Op-Ed: I Will Stop At Nothing To Get 300 Likes On My Fall Profile Picture, So Help Me God.

fall pic

Kaitlyn Pazmil ’16

As the season winds down and people begin to trade their cardigans for Patagonias and boat shoes for bean boots, the leaves change into bright shades of red, orange, and Facebook gold. Those leaves are here for a limited time only, and nothing in Heaven and Earth can stop me from getting at least three hundred Likes on my profile picture with them, so help me God.

It’s that time of the year, baby, and I’m gonna milk it for all it’s fucking worth.

Don’t act like I don’t deserve this one. I’ve been building up Like karma for months, and now I’m cashing it in. You really think I enjoyed your study abroad photos? You think I was delusional enough to Like your cliché Eiffel Tower picture without knowing you’d kick a Like my way somewhere down the line?

Don’t be so naive.

I didn’t come to a northeastern liberal arts college for some tiny two-digit Like-total on my profile picture. I’m in it to win it, and if that means making friends with the weird kid with the absurdly expensive and unnecessary camera equipment, then so be it. Other people don’t see the big picture. I do.

Photos of my friends’ Halloween costumes clogged up my newsfeed like beached seals after an oil spill. Sure, they got fifty, maybe even a hundred Likes.

I don’t get out of bed in the morning for less than a hundred and fifty Likes.

I’ve seen people in wedding photos, or in front of Filipino orphans or some shit, top two-hundred Likes, easy.

All that? Chump change compared to my profile picture magnum opus. This is gonna be the Citizen Kane of pictures on the internet, the motherfucking Ulysses of social media portraits.

Will there be a squat?

You bet your ass I’ll be in the deepest squat your weakling calves can visualize in their weakling calf-brains.

Will I be smiling?

If you don’t see every goddamn molecule of all thirty-two of my pearly whites, I’ll give your Like back, free of charge.

Will my clothes belong on the front cover of a Balenciaga catalog?

Of course they will. I don’t even care that you made the mistake of believing Balenciaga has a catalog.

The tree leaves exude fiery perfection, just begging for an absolute premium profile picture to be made out of them. You got me fucked up if you think this picture isn’t gonna be Masters-in-Photography level Grade A++ perfect. The composition will place me into perfect balance with the backdrop, which, of course, will be absolutely chock full of gorgeous  foliage. The background’s perfect touch of soft-focus will pop me out of the frame and into the social ionosphere.

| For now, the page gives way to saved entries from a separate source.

//! Lazy to-one relation.

use super::state::{RelationState, StateKind};
use crate::entity::Entity;
use crate::error::{CoreError, CoreResult};
use crate::id::EntityId;
use crate::store::{Store, StoreRef};
use parking_lot::Mutex;
use relbox_store::Id;
use std::fmt;
use std::sync::Arc;

struct ToOneInner<T> {
    store: Option<StoreRef>,
    state: RelationState<T>,
}

/// A nullable reference to one entity of type `T`.
///
/// Relations read from the store start out `Pending`: only the target id is
/// known. The first [`target`](Self::target) call loads the object and
/// caches it.
///
/// Each instance has its own lock. A `Pending` lookup runs while that lock
/// is held, so concurrent readers wait for it instead of issuing a second
/// lookup.
pub struct ToOne<T> {
    inner: Mutex<ToOneInner<T>>,
}

impl<T: Entity> ToOne<T> {
    /// A relation without target and without store.
    #[must_use]
    pub fn empty() -> Self {
        Self::with_state(None, RelationState::Empty)
    }

    /// A relation pointing at `target`, with the same rules as
    /// [`set_target`](Self::set_target).
    #[must_use]
    pub fn new(target: Option<Arc<T>>) -> Self {
        Self::with_state(None, RelationState::from_target(target))
    }

    /// A relation that loads `id` from `store` on first access.
    #[must_use]
    pub fn lazy(store: &Store, id: Id) -> Self {
        Self::with_state(Some(store.downgrade()), RelationState::from_id(id))
    }

    fn with_state(store: Option<StoreRef>, state: RelationState<T>) -> Self {
        Self {
            inner: Mutex::new(ToOneInner { store, state }),
        }
    }

    /// Returns the target, loading it if needed.
    ///
    /// Without a live, open store a `Pending` relation stays `Pending` and
    /// `None` is returned. A failed lookup moves it to `Unresolvable`.
    pub fn target(&self) -> Option<Arc<T>> {
        let mut guard = self.inner.lock();
        let inner = &mut *guard;
        let id = match &inner.state {
            RelationState::Empty | RelationState::Unresolvable(_) => return None,
            RelationState::Unstored(object) | RelationState::Resolved(_, object) => {
                return Some(Arc::clone(object));
            }
            RelationState::Pending(id) => *id,
        };

        let store = inner.store.as_ref().and_then(StoreRef::upgrade)?;
        match store.box_for::<T>().get(id) {
            Ok(Some(object)) => {
                let object = Arc::new(object);
                inner.state = RelationState::Resolved(id, Arc::clone(&object));
                Some(object)
            }
            Ok(None) => {
                inner.state = RelationState::Unresolvable(id);
                None
            }
            Err(CoreError::StoreClosed) => None,
            Err(e) => {
                tracing::warn!(
                    entity = T::INFO.name,
                    id = id.value(),
                    error = %e,
                    "to-one lookup failed"
                );
                inner.state = RelationState::Unresolvable(id);
                None
            }
        }
    }

    /// Replaces the target. `None` clears the relation; an object without
    /// id becomes `Unstored`, one with id `Resolved`.
    pub fn set_target(&self, target: Option<Arc<T>>) {
        self.inner.lock().state = RelationState::from_target(target);
    }

    /// The target id, if known. Never triggers a lookup.
    #[must_use]
    pub fn target_id(&self) -> Option<EntityId<T>> {
        self.inner.lock().state.target_id()
    }

    /// Points the relation at `id` without loading it. `None` (or id 0)
    /// clears the relation.
    ///
    /// # Errors
    ///
    /// `IllegalState` when setting an id while the relation holds an
    /// object that has no id yet; clear it or set a target instead.
    pub fn set_target_id(&self, id: Option<EntityId<T>>) -> CoreResult<()> {
        let mut inner = self.inner.lock();
        match id {
            None => inner.state = RelationState::Empty,
            Some(id) => {
                if matches!(&inner.state, RelationState::Unstored(object) if object.entity_id() == 0) {
                    return Err(CoreError::illegal_state(format!(
                        "cannot set target id {id} while an unsaved {} is assigned",
                        T::INFO.name
                    )));
                }
                inner.state = RelationState::from_id(id.value());
            }
        }
        Ok(())
    }

    /// Forgets a loaded target so the next [`target`](Self::target) call
    /// reads it again.
    pub fn reset(&self) {
        let mut inner = self.inner.lock();
        let state = std::mem::take(&mut inner.state);
        inner.state = state.reset();
    }

    /// Points the relation at `id` unconditionally, replacing even an
    /// unsaved object. Used by backlink maintenance and bindings.
    pub fn point_to(&self, id: Option<Id>) {
        self.inner.lock().state = RelationState::from_id(id.unwrap_or(0));
    }

    /// Returns true unless the relation is `Empty`.
    #[must_use]
    pub fn has_value(&self) -> bool {
        !matches!(self.inner.lock().state, RelationState::Empty)
    }

    /// Attaches the store used for lookups.
    pub fn attach(&self, store: &Store) {
        self.inner.lock().store = Some(store.downgrade());
    }

    /// Current state discriminant.
    #[must_use]
    pub fn state_kind(&self) -> StateKind {
        self.inner.lock().state.kind()
    }

    /// Id to write into the owner's record.
    ///
    /// An unsaved target is put through `store` first; the lock is released
    /// during that put. The relation stays `Unstored` and reports the
    /// object's id from then on, so an aborted put leaves it without one.
    pub(crate) fn id_for_collect(&self, store: &Store) -> CoreResult<Id> {
        let state = {
            let mut inner = self.inner.lock();
            if inner.store.is_none() {
                inner.store = Some(store.downgrade());
            }
            inner.state.clone()
        };

        let target = match state {
            RelationState::Empty => return Ok(0),
            RelationState::Pending(id)
            | RelationState::Resolved(id, _)
            | RelationState::Unresolvable(id) => return Ok(id.value()),
            RelationState::Unstored(target) => target,
        };

        match target.entity_id() {
            0 => {
                tracing::debug!(entity = T::INFO.name, "putting unsaved to-one target");
                Ok(store.box_for::<T>().put(&target)?.value())
            }
            id => Ok(id),
        }
    }
}

impl<T: Entity> Default for ToOne<T> {
    fn default() -> Self {
        Self::empty()
    }
}

impl<T: Entity> From<Arc<T>> for ToOne<T> {
    fn from(target: Arc<T>) -> Self {
        Self::new(Some(target))
    }
}

impl<T> Clone for ToOne<T> {
    fn clone(&self) -> Self {
        let inner = self.inner.lock();
        Self {
            inner: Mutex::new(ToOneInner {
                store: inner.store.clone(),
                state: inner.state.clone(),
            }),
        }
    }
}

impl<T> fmt::Debug for ToOne<T> {
    fn fmt(&self, f: &mut fmt::Formatter<'_>) -> fmt::Result {
        let inner = self.inner.lock();
        f.debug_struct("ToOne")
            .field("state", &inner.state)
            .field("attached", &inner.store.is_some())
            .finish()
    }
}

You already know only those train tracks in the forest can handle my dynamic, picturesque squat. You already know. Better get out of my way, because this Like train has no brakes.

I’m calling in everyone I’ve ever known for this one. High school acquaintances, middle school bullies, Mom’s friends from work; I will flip shit if I don’t get Likes from every single one of you bastards. I will canvass for Likes if I have to. I will grab your phone and type my name into the search bar if I have to. If I have to, I will #tbt all your worst middle school photos, and don’t think I won’t.

The only thing that will come close to stopping me, that will come close, is if Mark Zuckerberg himself shuts it down after Facebook reaches it’s peak the second my prof pic crests trescientos Me Gustas. I’ve got international appeal. My journey is near its climax, and you better Like me or get out of my way, for I am Icarus with sunscreen, Tantalus with a straw, Sisyphus with a goddamn wheelbarrow, and I will not be stopped.

I swear on the mountains, the rivers, the stars and the firmament, that I will provide you with the most beautiful, sharable, Facebook photons to ever hit your puny little ocular nerve.

Until I change it to a picture of me playing in the snow, in December.